- Church: Anglican Church in Aotearoa, New Zealand and Polynesia
- Diocese: Christchurch
- In office: 2019–present
- Predecessor: Victoria Matthews

Orders
- Ordination: 1986 (deacon) 1987 (priest)
- Consecration: 9 February 2019

Personal details
- Born: 1959 (age 66–67) Christchurch, New Zealand
- Spouse: Teresa Kundycki-Carrell
- Children: 4
- Alma mater: Canterbury University; Otago University; Durham University;

= Peter Carrell =

Bishop of Christchurch

Peter Ruane Carrell (born 1959) is a New Zealand Anglican bishop. Since 2019, he has been the ninth Bishop of Christchurch in the Anglican Church in Aotearoa, New Zealand and Polynesia.

== Early life and education ==
Carrell was born in Christchurch, New Zealand in 1959. He attended Christ's College, Christchurch, an all-boys independent school. He studied mathematics at the University of Canterbury (BSc) and then for a Bachelor of Divinity (BD) degree at the University of Otago. In 1993, he graduated with a Doctor of Philosophy (PhD) degree in New Testament studies from Durham University in England.
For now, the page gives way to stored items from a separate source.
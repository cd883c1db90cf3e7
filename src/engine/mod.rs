//! The conversation core: rule extraction, reply policy, and the session
//! state machine.

mod extractor;
mod policy;
mod session;

pub use extractor::RuleExtractor;
pub use policy::{PolicyError, ResponsePolicy, AUTH_TOKEN, READY_REPLY};
pub use session::VerificationSession;

use crate::domain::VerificationOutcome;
use crate::ports::{AIProvider, VerifierTransport};

/// Convenience entry point: extract rules from `source_text`, then run one
/// verification session with them.
///
/// Callers that already hold a rule set (e.g. loaded from a
/// [`RuleStore`](crate::ports::RuleStore)) should construct
/// [`VerificationSession`] directly instead.
pub async fn verify_document(
    provider: &dyn AIProvider,
    transport: &dyn VerifierTransport,
    source_text: &str,
) -> VerificationOutcome {
    let rule_set = RuleExtractor::new(provider).extract_rules(source_text).await;
    VerificationSession::new(provider, transport, rule_set)
        .run()
        .await
}
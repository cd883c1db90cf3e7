//! Scripted in-memory verifier for tests.
//!
//! Plays back a fixed sequence of verifier replies and records every
//! message the client sends, so session tests can assert on the exact
//! wire traffic.

use async_trait::async_trait;
use std::collections::VecDeque;
use std::sync::Mutex;

use crate::domain::TurnMessage;
use crate::ports::{TransportError, VerifierTransport};

/// In-memory verifier playing back scripted replies in order.
#[derive(Debug, Default)]
pub struct ScriptedVerifier {
    replies: Mutex<VecDeque<TurnMessage>>,
    received: Mutex<Vec<TurnMessage>>,
    fail_always: bool,
}

impl ScriptedVerifier {
    /// Creates a verifier that answers with `replies` in order.
    pub fn new(replies: Vec<TurnMessage>) -> Self {
        Self {
            replies: Mutex::new(replies.into()),
            received: Mutex::new(Vec::new()),
            fail_always: false,
        }
    }

    /// Creates a verifier whose every exchange fails with a connection
    /// error.
    pub fn failing() -> Self {
        Self {
            fail_always: true,
            ..Self::default()
        }
    }

    /// Everything the client has sent, in order.
    pub fn received(&self) -> Vec<TurnMessage> {
        self.received.lock().expect("scripted lock poisoned").clone()
    }
}

#[async_trait]
impl VerifierTransport for ScriptedVerifier {
    async fn exchange(&self, message: TurnMessage) -> Result<TurnMessage, TransportError> {
        if self.fail_always {
            return Err(TransportError::connection("scripted failure"));
        }

        self.received
            .lock()
            .expect("scripted lock poisoned")
            .push(message);

        self.replies
            .lock()
            .expect("scripted lock poisoned")
            .pop_front()
            .ok_or_else(|| TransportError::connection("script exhausted"))
    }
}
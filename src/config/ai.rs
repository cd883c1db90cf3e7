//! AI provider configuration

use secrecy::{ExposeSecret, Secret};
use serde::Deserialize;
use std::time::Duration;

use super::error::ValidationError;

/// AI provider configuration
#[derive(Debug, Clone, Deserialize)]
pub struct AiConfig {
    /// API key for the completion endpoint
    pub api_key: Option<Secret<String>>,

    /// Model identifier
    #[serde(default = "default_model")]
    pub model: String,

    /// Base URL of the OpenAI-compatible API
    #[serde(default = "default_base_url")]
    pub base_url: String,

    /// Request timeout in seconds
    #[serde(default = "default_timeout")]
    pub timeout_secs: u64,

    /// Maximum retries on transient failures
    #[serde(default = "default_retries")]
    pub max_retries: u32,
}

impl AiConfig {
    /// Get timeout as Duration
    pub fn timeout(&self) -> Duration {
        Duration::from_secs(self.timeout_secs)
    }

    /// Check if an API key is configured
    pub fn has_api_key(&self) -> bool {
        self.api_key
            .as_ref()
            .is_some_and(|k| !k.expose_secret().is_empty())
    }

    /// Validate AI configuration
    pub fn validate(&self) -> Result<(), ValidationError> {
        if !self.has_api_key() {
            return Err(ValidationError::MissingRequired("AI__API_KEY"));
        }
        if self.timeout_secs == 0 {
            return Err(ValidationError::InvalidTimeout);
        }
        Ok(())
    }
}

impl Default for AiConfig {
    fn default() -> Self {
        Self {
            api_key: None,
            model: default_model(),
            base_url: default_base_url(),
            timeout_secs: default_timeout(),
            max_retries: default_retries(),
        }
    }
}

fn default_model() -> String {
    "gpt-4".to_string()
}

fn default_base_url() -> String {
    "https://api.openai.com".to_string()
}

fn default_timeout() -> u64 {
    60
}

fn default_retries() -> u32 {
    3
}

#[cfg(test)]
mod tests {
    use super::*;

    #[test]
    fn ai_config_defaults() {
        let config = AiConfig::default();
        assert_eq!(config.model, "gpt-4");
        assert_eq!(config.timeout_secs, 60);
        assert_eq!(config.max_retries, 3);
        assert!(!config.has_api_key());
    }

    #[test]
    fn timeout_as_duration() {
        let config = AiConfig {
            timeout_secs: 30,
            ..Default::default()
        };
        assert_eq!(config.timeout(), Duration::from_secs(30));
    }

    #[test]
    fn validation_requires_api_key() {
        let config = AiConfig::default();
        assert!(config.validate().is_err());

        let config = AiConfig {
            api_key: Some(Secret::new("sk-xxx".to_string())),
            ..Default::default()
        };
        assert!(config.validate().is_ok());
    }

    #[test]
    fn empty_api_key_counts_as_missing() {
        let config = AiConfig {
            api_key: Some(Secret::new(String::new())),
            ..Default::default()
        };
        assert!(!config.has_api_key());
        assert!(config.validate().is_err());
    }

    #[test]
    fn zero_timeout_is_rejected() {
        let config = AiConfig {
            api_key: Some(Secret::new("sk-xxx".to_string())),
            timeout_secs: 0,
            ..Default::default()
        };
        assert!(config.validate().is_err());
    }
}
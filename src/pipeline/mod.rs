pub mod app;
pub mod graph;

pub use app::{ApplicationSpec, parse_application_list};
pub use graph::{DEPLOY_PIPELINE, FULL_INSTALL_PIPELINE, PipelineHeader, assemble_graph};
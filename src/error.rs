use thiserror::Error;

/// Failures produced while rendering a template against an input record.
#[derive(Debug, Clone, PartialEq, Eq, Error)]
pub enum RenderError {
    #[error("template {template}: unbound placeholder {{{{.{field}}}}}")]
    Binding { template: String, field: String },

    #[error("template {template}: malformed template at byte {offset}: {reason}")]
    Syntax {
        template: String,
        offset: usize,
        reason: String,
    },
}

#[derive(Debug, Error)]
pub enum InstallError {
    #[error("binding error: {0}")]
    Binding(RenderError),

    #[error("syntax error: {0}")]
    Syntax(RenderError),

    /// The external tool could not be invoked, or its input could not be written.
    #[error("transport error: {message}")]
    Transport { message: String },

    /// The external tool ran and exited non-zero. `stderr` is kept verbatim.
    #[error("{program} exited with code {exit_code}: {stderr}")]
    ExternalFailure {
        program: String,
        exit_code: i32,
        stderr: String,
    },

    #[error("validation error: {message}")]
    Validation { message: String },
}

impl InstallError {
    pub fn transport(message: impl Into<String>) -> Self {
        InstallError::Transport {
            message: message.into(),
        }
    }

    pub fn validation(message: impl Into<String>) -> Self {
        InstallError::Validation {
            message: message.into(),
        }
    }
}

impl From<RenderError> for InstallError {
    fn from(e: RenderError) -> Self {
        match e {
            RenderError::Binding { .. } => InstallError::Binding(e),
            RenderError::Syntax { .. } => InstallError::Syntax(e),
        }
    }
}

pub type Result<T> = std::result::Result<T, InstallError>;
His doctoral thesis was titled "Jesus and the angels: the influence of angelology on the Christology of the apocalypse of John".

==Ordained ministry==
Carrell was ordained as a deacon in 1986 and as a priest in 1987. He served his curacy in the Parish of Shirley, Christchurch in the Diocese of Christchurch. Then, from 1990 to 1993, he studied in England for his PhD. Returning to New Zealand, he combined a career in parish ministry in the Dioceses of Nelson and Christchurch, and in theological education.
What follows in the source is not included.